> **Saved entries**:
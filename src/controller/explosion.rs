use crate::config::GameConfig;
use crate::model::{Material, Scene};

/// Submarine appearance before an explosion, put back when it ends
#[derive(Debug, Clone, Copy, PartialEq)]
pub struct SavedLook {
    pub body: Option<Material>,
    pub tower: Option<Material>,
    pub tower_offset: f32,
}

impl SavedLook {
    fn capture(scene: &Scene) -> Self {
        Self {
            body: scene.graph.node(scene.body).material,
            tower: scene.graph.node(scene.tower).material,
            tower_offset: scene.graph.transform(scene.tower).translation.y,
        }
    }

    fn restore(&self, scene: &mut Scene) {
        scene.graph.node_mut(scene.body).material = self.body;
        scene.graph.node_mut(scene.tower).material = self.tower;
        scene.graph.transform_mut(scene.tower).translation.y = self.tower_offset;
    }
}

/// Frame-counted explosion sequence
#[derive(Debug, Clone, Copy, PartialEq, Default)]
pub enum Explosion {
    #[default]
    Normal,
    Exploding { progress: u32, saved: SavedLook },
}

/// Explosion tint for a given progress. The red channel follows the counter,
/// clamped to the 8-bit range before normalizing.
pub fn explosion_color(progress: u32) -> Material {
    Material::rgb(progress.min(255) as f32 / 255.0, 0.0, 0.0)
}

impl Explosion {
    pub fn is_exploding(&self) -> bool {
        matches!(self, Explosion::Exploding { .. })
    }

    pub fn progress(&self) -> Option<u32> {
        match self {
            Explosion::Normal => None,
            Explosion::Exploding { progress, .. } => Some(*progress),
        }
    }

    /// Start exploding. Returns false and changes nothing if already exploding.
    pub fn ignite(&mut self, scene: &Scene, config: &GameConfig) -> bool {
        if self.is_exploding() {
            return false;
        }
        *self = Explosion::Exploding {
            progress: config.explosion_base,
            saved: SavedLook::capture(scene),
        };
        true
    }

    /// One explosion frame. Returns true on the frame the sequence ends and
    /// the submarine's look is restored.
    pub fn advance(&mut self, scene: &mut Scene, config: &GameConfig) -> bool {
        let Explosion::Exploding { progress, saved } = self else {
            return false;
        };

        if *progress <= config.explosion_terminal {
            let tint = explosion_color(*progress);
            scene.graph.node_mut(scene.body).material = Some(tint);
            scene.graph.node_mut(scene.tower).material = Some(tint);
            scene.graph.transform_mut(scene.tower).translation.y += config.tower_lift;
            *progress += config.explosion_step;
            false
        } else {
            saved.restore(scene);
            *self = Explosion::Normal;
            true
        }
    }
}
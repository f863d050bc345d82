use std::f32::consts::TAU;

use glam::{Quat, Vec3};

use crate::config::GameConfig;
use crate::controller::collision::CollisionZone;
use crate::controller::explosion::Explosion;
use crate::controller::input::Action;
use crate::model::{Scene, SceneLayout};

/// Bomb lifecycle. The bomb's current position is its node's local
/// translation; its Z component is the drop depth.
#[derive(Debug, Clone, Copy, PartialEq)]
pub struct BombState {
    pub dropping: bool,
    /// Local position recorded when the current drop started
    pub reset_position: Vec3,
}

/// Wrap-around movement policy: leaving the range on one side re-enters on
/// the other.
pub fn wrap_x(x: f32, min: f32, max: f32) -> f32 {
    if x < min {
        max
    } else if x > max {
        min
    } else {
        x
    }
}

/// All mutable game state. Input and the frame loop both go through this.
pub struct Game {
    pub scene: Scene,
    pub config: GameConfig,
    pub zone: CollisionZone,
    /// Rotor rotation in radians, reduced to a single turn
    pub rotor_angle: f32,
    /// Frames the rotor has turned
    pub rotor_frames: u64,
    pub bomb: BombState,
    pub explosion: Explosion,
    pub frame: u64,
}

impl Game {
    pub fn new(config: GameConfig, layout: SceneLayout) -> Self {
        let scene = Scene::build(layout);
        let zone = CollisionZone::new(&scene.layout, &config);
        let bomb = BombState {
            dropping: false,
            reset_position: scene.graph.transform(scene.bomb).translation,
        };
        tracing::info!(floor = zone.floor, ceiling = zone.ceiling, tolerance = zone.tolerance, "game ready");

        Self {
            scene,
            config,
            zone,
            rotor_angle: 0.0,
            rotor_frames: 0,
            bomb,
            explosion: Explosion::Normal,
            frame: 0,
        }
    }

    pub fn submarine_x(&self) -> f32 {
        self.scene.graph.world_position(self.scene.submarine).x
    }

    pub fn shooter_x(&self) -> f32 {
        self.scene.graph.world_position(self.scene.shooter).x
    }

    pub fn bomb_depth(&self) -> f32 {
        self.scene.graph.transform(self.scene.bomb).translation.z
    }

    /// Advance the game by one display frame
    pub fn tick(&mut self) {
        self.frame += 1;

        if self.explosion.is_exploding() {
            // Rotor and hull hold still until the explosion is over
            if self.explosion.advance(&mut self.scene, &self.config) {
                tracing::info!(frame = self.frame, "explosion finished");
            }
        } else {
            self.move_submarine();
        }

        if self.bomb.dropping {
            self.advance_bomb();
        }
    }

    fn move_submarine(&mut self) {
        let c = &self.config;
        self.rotor_angle = (self.rotor_angle.rem_euclid(TAU) + c.rotor_step).rem_euclid(TAU);
        self.rotor_frames += 1;
        self.scene.graph.transform_mut(self.scene.rotor).rotation = Quat::from_rotation_x(self.rotor_angle);

        let hull = self.scene.graph.transform_mut(self.scene.submarine);
        hull.translation.x = wrap_x(hull.translation.x + c.submarine_step, c.x_min, c.x_max);
    }

    fn advance_bomb(&mut self) {
        let bomb = self.scene.bomb;
        self.scene.graph.transform_mut(bomb).translation.z += self.config.bomb_step;
        let depth = self.bomb_depth();

        // Bomb and hull sit under differently transformed parents
        let dx = self.submarine_x() - self.scene.graph.world_position(bomb).x;

        if self.zone.contains(dx, depth) {
            if self.explosion.ignite(&self.scene, &self.config) {
                tracing::info!(frame = self.frame, dx, depth, "bomb hit submarine");
            }
            self.reset_bomb();
        } else if depth > self.config.miss_depth {
            tracing::debug!(frame = self.frame, depth, "bomb missed");
            self.reset_bomb();
        }
    }

    fn reset_bomb(&mut self) {
        self.scene.graph.transform_mut(self.scene.bomb).translation = self.bomb.reset_position;
        self.bomb.dropping = false;
    }

    /// Apply one input action
    pub fn apply(&mut self, action: Action) {
        match action {
            Action::MoveLeft => self.move_shooter(-self.config.shooter_step),
            Action::MoveRight => self.move_shooter(self.config.shooter_step),
            Action::DropBomb => {
                if self.drop_bomb() {
                    tracing::debug!(frame = self.frame, shooter_x = self.shooter_x(), "bomb dropped");
                }
            }
        }
    }

    fn move_shooter(&mut self, dx: f32) {
        let (min, max) = (self.config.x_min, self.config.x_max);
        let shooter = self.scene.graph.transform_mut(self.scene.shooter);
        shooter.translation.x = (shooter.translation.x + dx).clamp(min, max);
    }

    /// At most one bomb in flight; returns false if one already is.
    fn drop_bomb(&mut self) -> bool {
        if self.bomb.dropping {
            return false;
        }
        self.bomb.reset_position = self.scene.graph.transform(self.scene.bomb).translation;
        self.bomb.dropping = true;
        true
    }
}

impl Default for Game {
    fn default() -> Self {
        Self::new(GameConfig::default(), SceneLayout::default())
    }
}

#[cfg(test)]
mod tests {
    use super::*;
    use crate::controller::explosion::explosion_color;

    /// Submarine parked at `sub_x`, shooter at `shooter_x`
    fn parked_game(sub_x: f32, shooter_x: f32) -> Game {
        let config = GameConfig { submarine_step: 0.0, ..GameConfig::default() };
        let layout = SceneLayout {
            submarine_start: Vec3::new(sub_x, 0.0, 0.0),
            shooter_start_x: shooter_x,
            ..SceneLayout::default()
        };
        Game::new(config, layout)
    }

    #[test]
    fn test_wrap_x() {
        assert_eq!(wrap_x(0.0, -120.0, 120.0), 0.0);
        assert_eq!(wrap_x(-120.0, -120.0, 120.0), -120.0);
        assert_eq!(wrap_x(-121.0, -120.0, 120.0), 120.0);
        assert_eq!(wrap_x(121.0, -120.0, 120.0), -120.0);
    }

    #[test]
    fn test_rotor_rotation_accumulates() {
        let mut game = Game::default();
        let n = 100;
        for _ in 0..n {
            game.tick();
        }
        assert_eq!(game.rotor_frames, n);
        assert!((0.0..=TAU).contains(&game.rotor_angle));

        // Same orientation as one rotation by the full N x step
        let rotation = game.scene.graph.transform(game.scene.rotor).rotation;
        let expected = Quat::from_rotation_x(n as f32 * game.config.rotor_step);
        assert!((rotation * Vec3::Y).abs_diff_eq(expected * Vec3::Y, 1e-4));
        assert!((rotation * Vec3::Z).abs_diff_eq(expected * Vec3::Z, 1e-4));
    }

    #[test]
    fn test_rotor_keeps_turning_after_long_runs() {
        let mut game = Game::default();
        game.rotor_angle = 2_097_152.0;
        let rotor = game.scene.rotor;
        game.tick();

        let mut previous = game.scene.graph.transform(rotor).rotation * Vec3::Y;
        for _ in 0..3 {
            game.tick();
            assert!((0.0..=TAU).contains(&game.rotor_angle));
            let current = game.scene.graph.transform(rotor).rotation * Vec3::Y;
            let turned = previous.angle_between(current);
            assert!((turned - game.config.rotor_step).abs() < 1e-3, "rotor turned {turned}");
            previous = current;
        }
    }

    #[test]
    fn test_submarine_follows_wrap_policy() {
        let mut game = Game::default();
        let c = game.config.clone();
        let mut expected = game.submarine_x();
        let mut wrapped = false;

        for _ in 0..300 {
            game.tick();
            let next = wrap_x(expected + c.submarine_step, c.x_min, c.x_max);
            wrapped |= next > expected;
            expected = next;
            assert_eq!(game.submarine_x(), expected);
        }
        assert!(wrapped, "submarine never reached the edge");
    }

    #[test]
    fn test_miss_restores_drop_position() {
        let mut game = parked_game(100.0, 0.0);
        let bomb = game.scene.bomb;
        let start = Vec3::new(0.25, -0.5, 0.1);
        game.scene.graph.transform_mut(bomb).translation = start;

        game.apply(Action::DropBomb);
        assert!(game.bomb.dropping);

        let mut frames = 0;
        while game.bomb.dropping {
            game.tick();
            frames += 1;
            assert!(frames <= 100, "bomb never reset");
        }

        assert_eq!(frames, 80);
        assert!(!game.explosion.is_exploding());
        assert_eq!(game.scene.graph.transform(bomb).translation, start);
    }

    #[test]
    fn test_drop_while_in_flight_is_ignored() {
        let mut game = parked_game(100.0, 0.0);
        game.apply(Action::DropBomb);
        for _ in 0..5 {
            game.tick();
        }
        let before_state = game.bomb;
        let before_pos = game.scene.graph.transform(game.scene.bomb).translation;

        game.apply(Action::DropBomb);

        assert_eq!(game.bomb, before_state);
        assert_eq!(game.scene.graph.transform(game.scene.bomb).translation, before_pos);
    }

    #[test]
    fn test_end_to_end_hit_and_explosion() {
        let mut game = parked_game(0.0, 0.0);
        let body_before = game.scene.graph.node(game.scene.body).material;
        let tower_before = game.scene.graph.node(game.scene.tower).material;
        let tower_y_before = game.scene.graph.transform(game.scene.tower).translation.y;

        game.apply(Action::DropBomb);
        for frame in 1..=36 {
            game.tick();
            assert!(!game.explosion.is_exploding(), "early hit at frame {frame}");
            assert_eq!(game.bomb_depth(), frame as f32);
        }

        game.tick();
        assert_eq!(game.explosion.progress(), Some(10));
        assert!(!game.bomb.dropping);
        assert_eq!(game.bomb_depth(), 0.0);

        let rotor_angle = game.rotor_angle;
        for i in 1..=22u32 {
            assert_eq!(game.explosion.progress(), Some(i * 10));
            game.tick();
            assert_eq!(game.scene.graph.node(game.scene.body).material, Some(explosion_color(i * 10)));
        }
        assert_eq!(game.explosion.progress(), Some(230));
        assert_eq!(game.rotor_angle, rotor_angle);

        game.tick();
        assert!(!game.explosion.is_exploding());
        assert_eq!(game.scene.graph.node(game.scene.body).material, body_before);
        assert_eq!(game.scene.graph.node(game.scene.tower).material, tower_before);
        assert_eq!(game.scene.graph.transform(game.scene.tower).translation.y, tower_y_before);
    }

    #[test]
    fn test_hit_uses_world_positions() {
        // Within tolerance once the shooter's own offset is accounted for
        let mut near = parked_game(0.0, 10.0);
        near.apply(Action::DropBomb);
        for _ in 0..37 {
            near.tick();
        }
        assert!(near.explosion.is_exploding());

        let mut far = parked_game(0.0, 20.0);
        far.apply(Action::DropBomb);
        for _ in 0..81 {
            far.tick();
        }
        assert!(!far.explosion.is_exploding());
        assert!(!far.bomb.dropping);
    }

    #[test]
    fn test_submarine_holds_still_while_exploding() {
        let mut game = parked_game(0.0, 0.0);
        game.apply(Action::DropBomb);
        for _ in 0..37 {
            game.tick();
        }
        assert!(game.explosion.is_exploding());

        game.config.submarine_step = -2.0;
        let x = game.submarine_x();
        for _ in 0..10 {
            game.tick();
            assert_eq!(game.submarine_x(), x);
        }
    }

    #[test]
    fn test_shooter_moves_and_clamps() {
        let mut game = Game::default();
        let step = game.config.shooter_step;
        let start = game.shooter_x();

        game.apply(Action::MoveLeft);
        assert_eq!(game.shooter_x(), start - step);
        game.apply(Action::MoveRight);
        game.apply(Action::MoveRight);
        assert_eq!(game.shooter_x(), start + step);

        for _ in 0..200 {
            game.apply(Action::MoveRight);
        }
        assert_eq!(game.shooter_x(), game.config.x_max);
        // the bomb rides along with the rig
        let bomb = game.scene.graph.world_position(game.scene.bomb);
        assert!((bomb.x - game.config.x_max).abs() < 1e-4);
    }
}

> **Exercise details**:
Reproduce the lines above, beginning at the line with "assert_eq!(game.submarine_x(), expected);" and stopping after the line with "for i in 1..=22u32", exactly as they are.

> **Answer to the exercise**:
            assert_eq!(game.submarine_x(), expected);
        }
        assert!(wrapped, "submarine never reached the edge");
    }

    #[test]
    fn test_miss_restores_drop_position() {
        let mut game = parked_game(100.0, 0.0);
        let bomb = game.scene.bomb;
        let start = Vec3::new(0.25, -0.5, 0.1);
        game.scene.graph.transform_mut(bomb).translation = start;

        game.apply(Action::DropBomb);
        assert!(game.bomb.dropping);

        let mut frames = 0;
        while game.bomb.dropping {
            game.tick();
            frames += 1;
            assert!(frames <= 100, "bomb never reset");
        }

        assert_eq!(frames, 80);
        assert!(!game.explosion.is_exploding());
        assert_eq!(game.scene.graph.transform(bomb).translation, start);
    }

    #[test]
    fn test_drop_while_in_flight_is_ignored() {
        let mut game = parked_game(100.0, 0.0);
        game.apply(Action::DropBomb);
        for _ in 0..5 {
            game.tick();
        }
        let before_state = game.bomb;
        let before_pos = game.scene.graph.transform(game.scene.bomb).translation;

        game.apply(Action::DropBomb);

        assert_eq!(game.bomb, before_state);
        assert_eq!(game.scene.graph.transform(game.scene.bomb).translation, before_pos);
    }

    #[test]
    fn test_end_to_end_hit_and_explosion() {
        let mut game = parked_game(0.0, 0.0);
        let body_before = game.scene.graph.node(game.scene.body).material;
        let tower_before = game.scene.graph.node(game.scene.tower).material;
        let tower_y_before = game.scene.graph.transform(game.scene.tower).translation.y;

        game.apply(Action::DropBomb);
        for frame in 1..=36 {
            game.tick();
            assert!(!game.explosion.is_exploding(), "early hit at frame {frame}");
            assert_eq!(game.bomb_depth(), frame as f32);
        }

        game.tick();
        assert_eq!(game.explosion.progress(), Some(10));
        assert!(!game.bomb.dropping);
        assert_eq!(game.bomb_depth(), 0.0);

        let rotor_angle = game.rotor_angle;
        for i in 1..=22u32 {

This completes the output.